▶ [Problem requirements]
Extract every line from the records below that contains the word "AccTransient".

##### Available data

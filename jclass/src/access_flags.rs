#[repr(u16)]
#[derive(Debug, Clone, Copy, PartialEq, Eq)]
/// [Class Access Flags](https://docs.oracle.com/javase/specs/jvms/se17/jvms17.pdf#page=85)
pub enum ClassAccessFlags {
    /// Declared public; may be accessed from outside its package.
    AccPublic = 0x0001,
    /// Declared final; no subclasses allowed.
    AccFinal = 0x0010,
    /// Treat superclass methods specially when invoked by\
    /// the invokespecial instruction.
    AccSuper = 0x0020,
    /// Is an interface, not a class.
    AccInterface = 0x0200,
    /// Declared abstract; must not be instantiated.
    AccAbstract = 0x0400,
    /// Declared synthetic; not present in the source code.
    AccSynthetic = 0x1000,
    /// Declared as an annotation interface.
    AccAnnotation = 0x2000,
    /// Declared as an enum class.
    AccEnum = 0x4000,
    /// Is a module, not a class or interface.
    AccModule = 0x8000,
}

impl ClassAccessFlags {
    pub fn from_u16(value: u16) -> Vec<Self> {
        use ClassAccessFlags::*;
        [
            AccPublic,
            AccFinal,
            AccSuper,
            AccInterface,
            AccAbstract,
            AccSynthetic,
            AccAnnotation,
            AccEnum,
            AccModule,
        ]
        .into_iter()
        .filter(|flag| value & *flag as u16 == *flag as u16)
        .collect()
    }

    pub fn is_set(mask: u16, flag: ClassAccessFlags) -> bool {
        mask & flag as u16 == flag as u16
    }
}

#[repr(u16)]
#[derive(Debug, Clone, Copy, PartialEq, Eq)]
/// [Field Access Flags](https://docs.oracle.com/javase/specs/jvms/se17/jvms17.pdf#page=108)
pub enum FieldAccessFlags {
    /// Declared public; may be accessed from outside its package.
    AccPublic = 0x0001,
    /// Declared private; accessible only within the
    /// defining class and other classes belonging to the same
    /// nest (§5.4.4).
    AccPrivate = 0x0002,
    /// Declared protected; may be accessed within
    /// subclasses.
    AccProtected = 0x0004,
    /// Declared static.
    AccStatic = 0x0008,
    /// Declared final; never directly assigned to after
    /// object construction.
    AccFinal = 0x0010,
    /// Declared volatile; cannot be cached.
    AccVolatile = 0x0040,
    /// Declared transient; not written or read by a
    /// persistent object manager.
    AccTransient = 0x0080,
    /// Declared synthetic; not present in the source code.
    AccSynthetic = 0x1000,
    /// Declared as an element of an enum class.
    AccEnum = 0x4000,
}

impl FieldAccessFlags {
    pub fn from_u16(value: u16) -> Vec<Self> {
        use FieldAccessFlags::*;
        [
            AccPublic,
            AccPrivate,
            AccProtected,
            AccStatic,
            AccFinal,
            AccVolatile,
            AccTransient,
            AccSynthetic,
            AccEnum,
        ]
        .into_iter()
        .filter(|flag| value & *flag as u16 == *flag as u16)
        .collect()
    }

    pub fn to_u16(flags: &[FieldAccessFlags]) -> u16 {
        flags.iter().fold(0, |mask, flag| mask | *flag as u16)
    }

    pub fn is_set(mask: u16, flag: FieldAccessFlags) -> bool {
        mask & flag as u16 == flag as u16
    }
}

#[repr(u16)]
#[derive(Debug, Clone, Copy, PartialEq, Eq)]
/// [Method Access Flags](https://docs.oracle.com/javase/specs/jvms/se17/jvms17.pdf#page=112)
pub enum MethodAccessFlags {
    /// Declared public; may be accessed from outside its package.
    AccPublic = 0x0001,
    /// Declared private; accessible only within the
    /// defining class and other classes belonging to the same
    /// nest (§5.4.4).
    AccPrivate = 0x0002,
    /// Declared protected; may be accessed within
    /// subclasses.
    AccProtected = 0x0004,
    /// Declared static.
    AccStatic = 0x0008,
    /// Declared final; must not be overridden.
    AccFinal = 0x0010,
    /// Declared synchronized; invocation is wrapped
    /// by a monitor use.
    AccSynchronized = 0x0020,
    /// A bridge method, generated by the compiler.
    AccBridge = 0x0040,
    /// Declared with variable number of arguments.
    AccVarArgs = 0x0080,
    /// Declared native; implemented in a language other
    /// than the Java programming language.
    AccNative = 0x0100,
    /// Declared abstract; no implementation is provided.
    AccAbstract = 0x0400,
    /// In a class file whose major version number is at
    /// least 46 and at most 60: Declared strictfp.
    AccStrict = 0x0800,
    /// Declared synthetic; not present in the source code.
    AccSynthetic = 0x1000,
}

impl MethodAccessFlags {
    pub fn from_u16(value: u16) -> Vec<Self> {
        use MethodAccessFlags::*;
        [
            AccPublic,
            AccPrivate,
            AccProtected,
            AccStatic,
            AccFinal,
            AccSynchronized,
            AccBridge,
            AccVarArgs,
            AccNative,
            AccAbstract,
            AccStrict,
            AccSynthetic,
        ]
        .into_iter()
        .filter(|flag| value & *flag as u16 == *flag as u16)
        .collect()
    }

    pub fn to_u16(flags: &[MethodAccessFlags]) -> u16 {
        flags.iter().fold(0, |mask, flag| mask | *flag as u16)
    }

    pub fn is_set(mask: u16, flag: MethodAccessFlags) -> bool {
        mask & flag as u16 == flag as u16
    }
}

#[cfg(test)]
mod test {
    use super::*;

    #[test]
    fn field_flags_round_trip() {
        let mask = 0x0042;
        let flags = FieldAccessFlags::from_u16(mask);
        assert_eq!(
            flags,
            vec![FieldAccessFlags::AccPrivate, FieldAccessFlags::AccVolatile]
        );
        assert_eq!(FieldAccessFlags::to_u16(&flags), mask);
    }

    #[test]
    fn static_final_is_set() {
        let mask = 0x0019;
        assert!(FieldAccessFlags::is_set(mask, FieldAccessFlags::AccStatic));
        assert!(FieldAccessFlags::is_set(mask, FieldAccessFlags::AccFinal));
        assert!(!FieldAccessFlags::is_set(mask, FieldAccessFlags::AccPrivate));
    }
}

##########

▶ [Result]
    AccTransient = 0x0080,
            AccTransient,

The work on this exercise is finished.